「胸は大きい方がいいんだよ。その方が好かれるから」

自分はアルバイトで子どもと関わる仕事をしているのだが、最近少し衝撃を受ける出来事があった。ある女子と身体に関する話をしていたときに、「女の人って胸が大きい方がいいんだよ、その方が好かれるから」と何気なく言っていたことである。そのときは、「そうかな?先生は関係ないと思うけど」とやんわり否定して場を済ませたが、その発言はずっと自分の頭の中をぐるぐる回り始めた。

ぎょっとした母親の言葉。巨乳・貧乳と値踏みされた大学生の夏

胸に関して、衝撃的なことは過去にもいくつかあった。
最初の衝撃は、幼稚園のころ「ママのおっぱいを触りたい」と発言した自分に対して「ママのおっぱいはパパのものだからだめ」と母親に返されたときである。このときは意味はさっぱりわからなかったが、すごくぎょっとした。そして、年を経ると意味を理解して、反吐がでるような気持ちになった。

人生で一番嫌な気持ちになったのは、大学生の夏に男女数人で旅行にいったときのことだ。慣れないお酒を飲んでひとしきり盛り上がって、部屋に戻ろうとした時。一人の男子が声を発した。「お前が好きなの巨乳?貧乳?」場は一時しんとする。「えっ?」もう一人の男子が聞き返す。
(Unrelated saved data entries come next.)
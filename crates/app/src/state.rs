use crossbeam_channel::{unbounded, Receiver, Sender};
use std::path::PathBuf;
use std::sync::atomic::{AtomicBool, Ordering};
use std::sync::Arc;
use bubbles_core::loader::{LoadMsg, Loader};
use bubbles_core::{BubblePacker, ContainerSize, DrillPath, Layout, TopicTree, WeightedItem};

pub struct AppState {
    pub file: Option<PathBuf>,
    pub cancel: Arc<AtomicBool>,
    pub load_rx: Option<Receiver<LoadMsg>>,
    pub load_records: u64,
    pub tree: Option<TopicTree>,
    pub path: DrillPath,
    pub filter: String,
    pub error: Option<String>,
    pub layout_error: Option<String>,
    packer: BubblePacker,
    items: Vec<WeightedItem>,
    layout_key: Option<(DrillPath, ContainerSize)>,
    layout: Layout,
}

impl AppState {
    pub fn new() -> Self {
        Self {
            file: None,
            cancel: Arc::new(AtomicBool::new(false)),
            load_rx: None,
            load_records: 0,
            tree: None,
            path: DrillPath::new(),
            filter: String::new(),
            error: None,
            layout_error: None,
            packer: BubblePacker::default(),
            items: Vec::new(),
            layout_key: None,
            layout: Layout::default(),
        }
    }

    pub fn start_load(&mut self, file: PathBuf) {
        self.file = Some(file.clone());
        self.load_records = 0;
        self.error = None;
        self.cancel.store(false, Ordering::Relaxed);

        let (tx, rx): (Sender<LoadMsg>, Receiver<LoadMsg>) = unbounded();
        self.load_rx = Some(rx);
        let cancel = self.cancel.clone();

        std::thread::spawn(move || {
            let loader = Loader::new(cancel);
            loader.load(file, tx);
        });
    }

    pub fn reload(&mut self) {
        if let Some(file) = self.file.clone() {
            self.start_load(file);
        }
    }

    pub fn cancel_load(&self) {
        self.cancel.store(true, Ordering::Relaxed);
    }

    /// Installs a freshly loaded tree, keeping the drill path when it still exists.
    pub fn finish_load(&mut self, tree: TopicTree) {
        if tree.find(&self.path).is_err() {
            self.path.reset();
        }
        self.tree = Some(tree);
        self.layout_key = None;
        self.refresh_items();
    }

    pub fn drill_into(&mut self, label: impl Into<String>) {
        self.path.push(label);
        self.filter.clear();
        self.refresh_items();
    }

    pub fn truncate_path(&mut self, index: usize) {
        self.path.truncate_to(index);
        self.refresh_items();
    }

    pub fn reset_path(&mut self) {
        self.path.reset();
        self.refresh_items();
    }

    pub fn items(&self) -> &[WeightedItem] {
        &self.items
    }

    /// Layout of the current level for `size`, recomputed only when the path or size changed.
    pub fn layout_for(&mut self, size: ContainerSize) -> &Layout {
        let key = (self.path.clone(), size);
        if self.layout_key.as_ref() != Some(&key) {
            self.layout = match self.packer.pack(&self.items, size) {
                Ok(layout) => {
                    self.layout_error = None;
                    layout
                }
                Err(e) => {
                    self.layout_error = Some(e.to_string());
                    Layout::empty(size)
                }
            };
            self.layout_key = Some(key);
        }
        &self.layout
    }

    fn refresh_items(&mut self) {
        let Some(tree) = &self.tree else { return; };
        match tree.items_at(&self.path) {
            Ok(items) => self.items = items,
            Err(e) => {
                self.error = Some(e.to_string());
                self.path.reset();
                self.items = tree.children_items(tree.root);
            }
        }
    }
}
「お前は貧乳だろ」「うんそうだよ」このとき、自分は確かにその場所にいて、アルコールの匂いの漂う部屋の空気を吸って、冷たい冷房の空気に触れていたはずなんだけれども、その場にいないかのように自分が透明になった瞬間だった。

その場で、一人の人ではなくて、巨乳・貧乳の記号のついた存在になって、勝手に値踏みされていた。とても苦しいのに、何かよくわけがわからなくて、何も言わずに友達ときしむ階段をあがって、部屋に戻った。

学んだことを人に伝えることで、透明が薄れていった

その後、フェミニズムの考えや川上未映子さんの文章にふれることで、あの時々に自分が感じた違和感が確かなものであったこと、それが権利を侵害しているものであったことを自分は学んだ。

同時に、学んだことを人に伝えることで、はじめて透明が薄れていくような気持ちになった。子どもたちには、人の身体に関して侮辱してはいけないことや人のプライベートゾーンを勝手に触ってはいけないこと、それは犯罪であることをしっかり伝えるようになった。(それでも例えば漫画で、スカートをめくるシーンや胸が過度に誇張されたキャラクターも存在し、悩みは尽きない)

社会を変えるにはミジンコのような一歩かもしれないけれど

同世代の人たちとの会話の中でも、きっとうざがられるだろうなあ、場が冷めるなあ、めんどくさい人だと思われるなあと思いながらも、透明になりそうな時「全然おもしろくないと思うよ」「それはこうだと思う」と言うようにして、透明になる前に、自分の色を残すようにしている。

社会を変えるにはミジンコのような一歩かもしれないけれども、自分にとっては日々を更新する、大切で震える一歩だ。

あのとき透明になった自分には「怒っていいんだよ」とささやいて、背中を押してあげたい。